Prototypes can easily bless captured data into the same class, for example:

Text::Scraper::Leaf

SCALAR is the captured text.

    sub on_data
    {
        my ($self, $match) = @_;
        return $self->new(value => $match);
    }
Text::Scraper::Branch

SCALAR will be a reference to an array of hashes.

    sub on_data
    {
        my ($self, $matches) = @_;
        @$matches = map {  $self->new(%$_)  } @$matches;
        return $matches;
    }

$subclass->to_regex()

Returns this nodes representation as a regular expression, to be used in a compiled template. If you find yourself using a particular regex attribute a lot, it will be easier to define a custom tag that overloads this method.

$subclass->ignore()

Returns a boolean value stating whether the parser should ignore the data captured by this object.

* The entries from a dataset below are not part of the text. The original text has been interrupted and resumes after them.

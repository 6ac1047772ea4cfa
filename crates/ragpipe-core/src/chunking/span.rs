use regex::Regex;

/// Byte range into the cleaned text.
#[derive(Debug, Clone, Copy, PartialEq, Eq)]
pub(crate) struct Span {
    pub start: usize,
    pub end: usize,
}

impl Span {
    pub fn text<'a>(&self, source: &'a str) -> &'a str {
        &source[self.start..self.end]
    }

    /// Spans from the start of `self` to the end of `other`.
    pub fn through(&self, other: Span) -> Span {
        Span { start: self.start, end: other.end }
    }
}

/// `source[start..end]` with surrounding whitespace removed; `None` when blank.
pub(crate) fn trimmed(source: &str, start: usize, end: usize) -> Option<Span> {
    let slice = &source[start..end];
    let trimmed = slice.trim();
    if trimmed.is_empty() {
        return None;
    }
    let lead = slice.len() - slice.trim_start().len();
    Some(Span { start: start + lead, end: start + lead + trimmed.len() })
}

/// Non-blank pieces of `source` between matches of `separator`.
pub(crate) fn split_on(source: &str, separator: &Regex) -> Vec<Span> {
    let mut spans = Vec::new();
    let mut cursor = 0;
    for m in separator.find_iter(source) {
        spans.extend(trimmed(source, cursor, m.start()));
        cursor = m.end();
    }
    spans.extend(trimmed(source, cursor, source.len()));
    spans
}

pub(crate) fn char_len(s: &str) -> usize {
    s.chars().count()
}

/// Translates byte offsets into character offsets.
pub(crate) struct CharOffsets {
    // empty for ASCII input, where bytes and chars coincide
    starts: Vec<usize>,
}

impl CharOffsets {
    pub fn new(source: &str) -> Self {
        let starts = if source.is_ascii() { Vec::new() } else { source.char_indices().map(|(i, _)| i).collect() };
        Self { starts }
    }

    pub fn of(&self, byte: usize) -> usize {
        if self.starts.is_empty() {
            byte
        } else {
            self.starts.partition_point(|&b| b < byte)
        }
    }
}
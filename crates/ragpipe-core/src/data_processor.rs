//! Turns a directory of `.txt` files into documents and their chunks.
use anyhow::{Context, Result};
use std::fs;
use std::path::{Path, PathBuf};

use crate::chunking::Chunker;
use crate::types::{Chunk, Document, Tags};

/// A document together with the chunks cut from it.
#[derive(Debug, Clone)]
pub struct ProcessedDocument {
    pub document: Document,
    pub chunks: Vec<Chunk>,
}

pub struct DataProcessor {
    chunker: Chunker,
}

impl DataProcessor {
    pub fn new(chunker: Chunker) -> Self {
        Self { chunker }
    }

    pub fn chunker(&self) -> &Chunker {
        &self.chunker
    }

    pub fn process_directory(&self, data_dir: &Path) -> Result<Vec<ProcessedDocument>> {
        self.process_files(data_dir, self.list_txt_files(data_dir))
    }

    pub fn process_directory_limited(&self, data_dir: &Path, limit: usize) -> Result<Vec<ProcessedDocument>> {
        let mut files = self.list_txt_files(data_dir);
        if files.len() > limit {
            files.truncate(limit);
            tracing::info!(limit, "limited to first files");
        }
        self.process_files(data_dir, files)
    }

    /// Builds a [`Document`] for `file_path`; id and tags derive from its
    /// location under `data_dir`.
    pub fn load_document(&self, data_dir: &Path, file_path: &Path) -> Result<Document> {
        let text = read_file_content(file_path)?;
        let relative = file_path.strip_prefix(data_dir).unwrap_or(file_path);
        let filename = file_path
            .file_name()
            .map(|n| n.to_string_lossy().to_string())
            .unwrap_or_default();
        Ok(Document { id: document_id(relative), filename, tags: tags_from_path(relative), text })
    }

    fn process_files(&self, data_dir: &Path, files: Vec<PathBuf>) -> Result<Vec<ProcessedDocument>> {
        if files.is_empty() {
            tracing::warn!(dir = %data_dir.display(), "no .txt files found");
            return Ok(vec![]);
        }
        let mut processed = Vec::with_capacity(files.len());
        for (file_index, file_path) in files.iter().enumerate() {
            tracing::debug!(file = %file_path.display(), n = file_index + 1, total = files.len(), "processing file");
            let document = self.load_document(data_dir, file_path)?;
            let chunks = self.chunker.chunk(&document);
            processed.push(ProcessedDocument { document, chunks });
        }
        let chunk_count: usize = processed.iter().map(|p| p.chunks.len()).sum();
        tracing::info!(files = processed.len(), chunks = chunk_count, "processed directory");
        Ok(processed)
    }

    fn list_txt_files(&self, root: &Path) -> Vec<PathBuf> {
        let mut txt_files: Vec<PathBuf> = walkdir::WalkDir::new(root)
            .into_iter()
            .filter_map(|e| e.ok())
            .filter(|e| e.file_type().is_file())
            .filter(|e| e.path().extension().and_then(|s| s.to_str()) == Some("txt"))
            .map(|e| e.into_path())
            .collect();
        txt_files.sort();
        txt_files
    }
}

fn read_file_content(file_path: &Path) -> Result<String> {
    let bytes = fs::read(file_path).with_context(|| format!("reading {}", file_path.display()))?;
    Ok(match String::from_utf8(bytes) {
        Ok(content) => content,
        Err(e) => String::from_utf8_lossy(e.as_bytes()).into_owned(),
    })
}

/// Relative path without extension, `/`-separated.
fn document_id(relative: &Path) -> String {
    relative
        .with_extension("")
        .components()
        .map(|c| c.as_os_str().to_string_lossy())
        .collect::<Vec<_>>()
        .join("/")
}

/// Every directory component above the file becomes a tag.
fn tags_from_path(relative: &Path) -> Tags {
    relative
        .parent()
        .map(|parent| parent.components().map(|c| c.as_os_str().to_string_lossy().to_string()).collect())
        .unwrap_or_default()
}
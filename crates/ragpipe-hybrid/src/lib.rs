//! Retrieval orchestration: embed the query, gather semantic and keyword
//! candidates, fuse them and optionally re-rank for diversity.
use std::sync::Arc;

use ragpipe_core::error::{Error, Result};
use ragpipe_core::traits::{Embedder, KeywordSearcher, SemanticSearcher};
use ragpipe_core::types::{Candidate, SearchFilter};
use ragpipe_core::RetrievalOptions;
use ragpipe_rank::{MmrSelector, RankFusion};

/// One query. `hybrid` and `rerank` override the configured defaults when set.
#[derive(Debug, Clone, Default, PartialEq)]
pub struct RetrievalRequest {
    pub query: String,
    pub top_k: usize,
    pub filter: SearchFilter,
    pub hybrid: Option<bool>,
    pub rerank: Option<bool>,
}

impl RetrievalRequest {
    pub fn new(query: impl Into<String>, top_k: usize) -> Self {
        Self { query: query.into(), top_k, ..Self::default() }
    }

    pub fn with_filter(mut self, filter: SearchFilter) -> Self { self.filter = filter; self }
    pub fn with_hybrid(mut self, enabled: bool) -> Self { self.hybrid = Some(enabled); self }
    pub fn with_rerank(mut self, enabled: bool) -> Self { self.rerank = Some(enabled); self }
}

pub struct Retriever {
    embedder: Arc<dyn Embedder>,
    semantic: Arc<dyn SemanticSearcher>,
    keyword: Arc<dyn KeywordSearcher>,
    options: RetrievalOptions,
    fusion: RankFusion,
    mmr: MmrSelector,
}

impl Retriever {
    pub fn new(
        embedder: Arc<dyn Embedder>,
        semantic: Arc<dyn SemanticSearcher>,
        keyword: Arc<dyn KeywordSearcher>,
        options: RetrievalOptions,
    ) -> Result<Self> {
        options.validate()?;
        let fusion = RankFusion::new(options.rrf_k);
        let mmr = MmrSelector::new(options.mmr_lambda)?;
        Ok(Self { embedder, semantic, keyword, options, fusion, mmr })
    }

    pub fn options(&self) -> &RetrievalOptions { &self.options }

    /// Runs one query end to end and returns at most `top_k` candidates with
    /// positions matching the returned order.
    pub async fn retrieve(&self, request: &RetrievalRequest) -> Result<Vec<Candidate>> {
        let top_k = request.top_k;
        if top_k == 0 { return Ok(Vec::new()); }
        let hybrid = request.hybrid.unwrap_or(self.options.hybrid_enabled);
        let rerank = request.rerank.unwrap_or(self.options.rerank_enabled);

        let query_vector = self.embedder.embed(&request.query).await.map_err(|e| Error::collaborator("query embedding", e))?;

        // Fusion and re-ranking both need a pool deeper than the final answer.
        let fetch = if hybrid || rerank { top_k.saturating_mul(self.options.candidate_multiplier) } else { top_k };
        let (semantic_hits, keyword_hits) = futures::try_join!(
            self.semantic_candidates(&query_vector, fetch, &request.filter, rerank),
            self.keyword_candidates(&request.query, fetch, &request.filter, hybrid),
        )?;
        tracing::debug!(semantic = semantic_hits.len(), keyword = keyword_hits.len(), fetch, hybrid, rerank, "candidates gathered");

        let pool = if hybrid {
            let limit = if rerank { semantic_hits.len() + keyword_hits.len() } else { top_k };
            self.fusion.fuse(&[semantic_hits.as_slice(), keyword_hits.as_slice()], limit)
        } else {
            semantic_hits
        };

        let mut results = if rerank {
            self.mmr.select(pool, &query_vector, top_k)
        } else {
            let mut pool = pool;
            pool.truncate(top_k);
            pool
        };
        for (position, candidate) in results.iter_mut().enumerate() { candidate.position = position; }
        tracing::debug!(returned = results.len(), "retrieval finished");
        Ok(results)
    }

    async fn semantic_candidates(&self, query: &[f32], fetch: usize, filter: &SearchFilter, with_embeddings: bool) -> Result<Vec<Candidate>> {
        let hits = if with_embeddings {
            self.semantic.search_with_embeddings(query, fetch, filter).await
        } else {
            self.semantic.search(query, fetch, filter).await
        };
        hits.map_err(|e| Error::collaborator("semantic search", e))
    }

    async fn keyword_candidates(&self, query: &str, fetch: usize, filter: &SearchFilter, enabled: bool) -> Result<Vec<Candidate>> {
        if !enabled { return Ok(Vec::new()); }
        self.keyword.search(query, fetch, filter).await.map_err(|e| Error::collaborator("keyword search", e))
    }
}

$subclass->proto() $subclass->proto(SCALAR)

Utility method to allow Tag instances to access (attributes of) their prototype. This can be safely called from a prototype object, which just points to itself. By default, data instances are not blessed and cannot use this method.

$subclass->nodes()

Returns instance data in-order, including any present conditional data.

Defining a custom syntax

The two areas of customization are Tag Syntax and Tag Classes. The defaults are encapsulated in the Text::Scraper::Syntax class.

The interested reader is encouraged to copy the source of the default syntax class and play around with changes. All the over-ridable methods begin with define_* and are fairly self explanatory or well commented.

Any new Tag classes should be subclassed from either Text::Scraper::Leaf, Text::Scraper::Branch, Text::Scraper::Ignorable or Text::Scraper::Conditional.

BUGS & CAVEATS

Rather than write a slow parser in pure Perl, Text::Scraper farms a lot of the work out to Perl's optimized regular-expression engine. This works well in general but, unfortunately, doesn't allow for a lot of error feedback during scraping. A fair understanding of the pros and cons of using regular expressions in this manner can be beneficial, but is outside the scope of this documentation.

Data::Dumper can be indespensible in following the success of your scraping. It can be safely applied to a Text::Scraper instance to analyze the parser's object model, or to the return value from a scrape() invokation to analyze what was parsed.

Bug reports and suggestions welcome.

AUTHOR

Copyright (C) 2005 Chris McEwan - All rights reserved.

Chris McEwan <mcewan@cpan.org>

LICENSE

This program is free software; you can redistribute it and/or modify it under the same terms as Perl itself.